→ Prompt:
List all lines in the material below that contain "false".
▼
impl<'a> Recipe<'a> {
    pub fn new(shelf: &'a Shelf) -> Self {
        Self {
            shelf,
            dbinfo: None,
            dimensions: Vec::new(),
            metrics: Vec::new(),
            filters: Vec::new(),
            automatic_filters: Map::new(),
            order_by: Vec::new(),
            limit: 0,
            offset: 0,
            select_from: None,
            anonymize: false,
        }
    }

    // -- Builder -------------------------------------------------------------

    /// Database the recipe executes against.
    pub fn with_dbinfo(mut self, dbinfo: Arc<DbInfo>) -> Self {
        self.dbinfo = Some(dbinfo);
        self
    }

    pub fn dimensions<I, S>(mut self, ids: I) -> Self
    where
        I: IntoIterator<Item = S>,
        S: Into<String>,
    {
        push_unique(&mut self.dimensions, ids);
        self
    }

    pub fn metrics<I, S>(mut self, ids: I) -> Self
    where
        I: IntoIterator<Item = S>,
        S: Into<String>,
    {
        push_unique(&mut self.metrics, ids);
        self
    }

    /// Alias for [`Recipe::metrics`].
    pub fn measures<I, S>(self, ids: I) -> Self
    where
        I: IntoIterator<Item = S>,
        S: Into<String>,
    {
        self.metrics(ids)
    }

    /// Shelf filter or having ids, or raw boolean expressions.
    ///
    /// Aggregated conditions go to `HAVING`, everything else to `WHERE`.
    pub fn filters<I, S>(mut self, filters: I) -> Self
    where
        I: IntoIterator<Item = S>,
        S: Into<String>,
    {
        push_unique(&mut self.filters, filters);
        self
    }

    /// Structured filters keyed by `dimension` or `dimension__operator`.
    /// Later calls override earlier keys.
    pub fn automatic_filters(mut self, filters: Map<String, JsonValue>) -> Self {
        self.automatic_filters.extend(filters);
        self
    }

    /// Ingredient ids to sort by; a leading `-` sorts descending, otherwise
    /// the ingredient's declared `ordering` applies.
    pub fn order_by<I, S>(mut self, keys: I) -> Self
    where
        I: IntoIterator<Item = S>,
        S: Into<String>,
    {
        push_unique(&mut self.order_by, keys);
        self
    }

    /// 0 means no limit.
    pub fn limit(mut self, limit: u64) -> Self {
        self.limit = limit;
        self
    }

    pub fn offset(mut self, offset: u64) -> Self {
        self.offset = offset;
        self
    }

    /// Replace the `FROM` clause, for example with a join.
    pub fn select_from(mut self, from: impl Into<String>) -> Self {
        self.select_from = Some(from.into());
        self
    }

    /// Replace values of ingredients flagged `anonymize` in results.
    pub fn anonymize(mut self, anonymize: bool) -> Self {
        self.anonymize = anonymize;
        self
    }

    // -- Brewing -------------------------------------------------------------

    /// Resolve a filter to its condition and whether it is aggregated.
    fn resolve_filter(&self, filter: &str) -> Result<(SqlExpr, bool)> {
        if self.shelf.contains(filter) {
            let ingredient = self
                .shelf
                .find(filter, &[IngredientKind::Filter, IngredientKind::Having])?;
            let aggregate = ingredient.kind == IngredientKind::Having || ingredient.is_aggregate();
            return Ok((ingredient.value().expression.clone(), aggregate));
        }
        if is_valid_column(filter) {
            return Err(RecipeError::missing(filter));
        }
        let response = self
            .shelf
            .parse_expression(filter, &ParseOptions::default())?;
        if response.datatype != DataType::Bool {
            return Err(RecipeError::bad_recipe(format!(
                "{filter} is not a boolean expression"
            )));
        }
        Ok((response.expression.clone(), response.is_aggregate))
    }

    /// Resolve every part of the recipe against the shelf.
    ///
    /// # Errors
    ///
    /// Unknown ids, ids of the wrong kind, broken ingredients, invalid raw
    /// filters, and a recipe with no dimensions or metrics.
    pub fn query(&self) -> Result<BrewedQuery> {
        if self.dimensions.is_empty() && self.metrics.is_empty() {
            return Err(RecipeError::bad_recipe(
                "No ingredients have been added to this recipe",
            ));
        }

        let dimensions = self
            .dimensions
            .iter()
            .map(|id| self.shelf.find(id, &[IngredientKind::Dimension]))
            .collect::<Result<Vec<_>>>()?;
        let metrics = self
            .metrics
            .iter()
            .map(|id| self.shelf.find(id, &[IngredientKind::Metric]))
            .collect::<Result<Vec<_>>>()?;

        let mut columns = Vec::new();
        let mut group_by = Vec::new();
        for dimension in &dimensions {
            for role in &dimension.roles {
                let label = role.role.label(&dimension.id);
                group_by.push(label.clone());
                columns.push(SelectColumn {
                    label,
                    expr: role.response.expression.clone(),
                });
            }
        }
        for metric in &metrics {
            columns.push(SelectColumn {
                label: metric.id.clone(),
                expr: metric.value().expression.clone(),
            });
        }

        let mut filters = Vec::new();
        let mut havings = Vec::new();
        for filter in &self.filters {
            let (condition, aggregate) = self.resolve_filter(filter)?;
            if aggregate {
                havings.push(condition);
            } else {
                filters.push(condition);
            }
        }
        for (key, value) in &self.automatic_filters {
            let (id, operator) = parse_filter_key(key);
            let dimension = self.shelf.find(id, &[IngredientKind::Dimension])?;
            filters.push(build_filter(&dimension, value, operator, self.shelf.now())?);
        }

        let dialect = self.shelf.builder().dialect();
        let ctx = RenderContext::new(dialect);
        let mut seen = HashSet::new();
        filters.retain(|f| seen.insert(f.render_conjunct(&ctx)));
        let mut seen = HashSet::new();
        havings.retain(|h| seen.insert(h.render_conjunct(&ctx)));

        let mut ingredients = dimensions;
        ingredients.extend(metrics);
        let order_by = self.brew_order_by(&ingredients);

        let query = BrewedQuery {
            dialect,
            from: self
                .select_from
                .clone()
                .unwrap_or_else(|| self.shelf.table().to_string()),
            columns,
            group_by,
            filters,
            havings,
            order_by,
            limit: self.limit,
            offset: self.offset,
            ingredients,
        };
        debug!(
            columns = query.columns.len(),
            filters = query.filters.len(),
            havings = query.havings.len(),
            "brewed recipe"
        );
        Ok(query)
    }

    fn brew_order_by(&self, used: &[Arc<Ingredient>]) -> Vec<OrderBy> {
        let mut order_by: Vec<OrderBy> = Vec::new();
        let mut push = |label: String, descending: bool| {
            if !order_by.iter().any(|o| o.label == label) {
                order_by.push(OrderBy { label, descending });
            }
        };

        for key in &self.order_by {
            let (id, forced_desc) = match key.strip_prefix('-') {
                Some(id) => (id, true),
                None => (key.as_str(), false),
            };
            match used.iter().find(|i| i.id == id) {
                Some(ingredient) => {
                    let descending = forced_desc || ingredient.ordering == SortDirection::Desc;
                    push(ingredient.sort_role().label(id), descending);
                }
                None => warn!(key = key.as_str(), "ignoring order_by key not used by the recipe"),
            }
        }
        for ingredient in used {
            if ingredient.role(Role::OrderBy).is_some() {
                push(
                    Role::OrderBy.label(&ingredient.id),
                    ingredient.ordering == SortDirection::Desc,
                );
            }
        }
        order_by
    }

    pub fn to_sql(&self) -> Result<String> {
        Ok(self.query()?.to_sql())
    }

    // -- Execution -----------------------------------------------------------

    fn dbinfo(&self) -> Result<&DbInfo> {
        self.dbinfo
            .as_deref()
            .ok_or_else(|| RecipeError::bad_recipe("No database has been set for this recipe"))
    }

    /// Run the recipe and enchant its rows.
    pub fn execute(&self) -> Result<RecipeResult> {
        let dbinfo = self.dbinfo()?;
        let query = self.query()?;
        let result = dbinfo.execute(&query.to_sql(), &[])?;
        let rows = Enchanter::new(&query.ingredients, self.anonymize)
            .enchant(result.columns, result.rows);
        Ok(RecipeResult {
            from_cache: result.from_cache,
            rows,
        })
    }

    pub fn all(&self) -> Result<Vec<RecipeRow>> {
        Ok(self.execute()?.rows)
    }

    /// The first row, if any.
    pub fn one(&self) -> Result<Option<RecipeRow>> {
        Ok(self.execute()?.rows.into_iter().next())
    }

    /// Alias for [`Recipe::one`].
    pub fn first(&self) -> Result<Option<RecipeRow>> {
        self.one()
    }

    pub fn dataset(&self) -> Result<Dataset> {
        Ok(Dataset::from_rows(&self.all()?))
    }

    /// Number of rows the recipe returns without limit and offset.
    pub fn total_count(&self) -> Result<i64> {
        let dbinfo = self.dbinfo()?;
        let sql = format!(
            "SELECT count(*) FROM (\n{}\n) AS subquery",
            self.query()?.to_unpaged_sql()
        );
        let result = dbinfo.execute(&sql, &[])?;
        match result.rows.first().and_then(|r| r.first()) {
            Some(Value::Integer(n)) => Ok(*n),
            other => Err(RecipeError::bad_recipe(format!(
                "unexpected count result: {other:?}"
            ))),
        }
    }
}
▲
→ Response to the exercise:
            anonymize: false,
                None => (key.as_str(), false),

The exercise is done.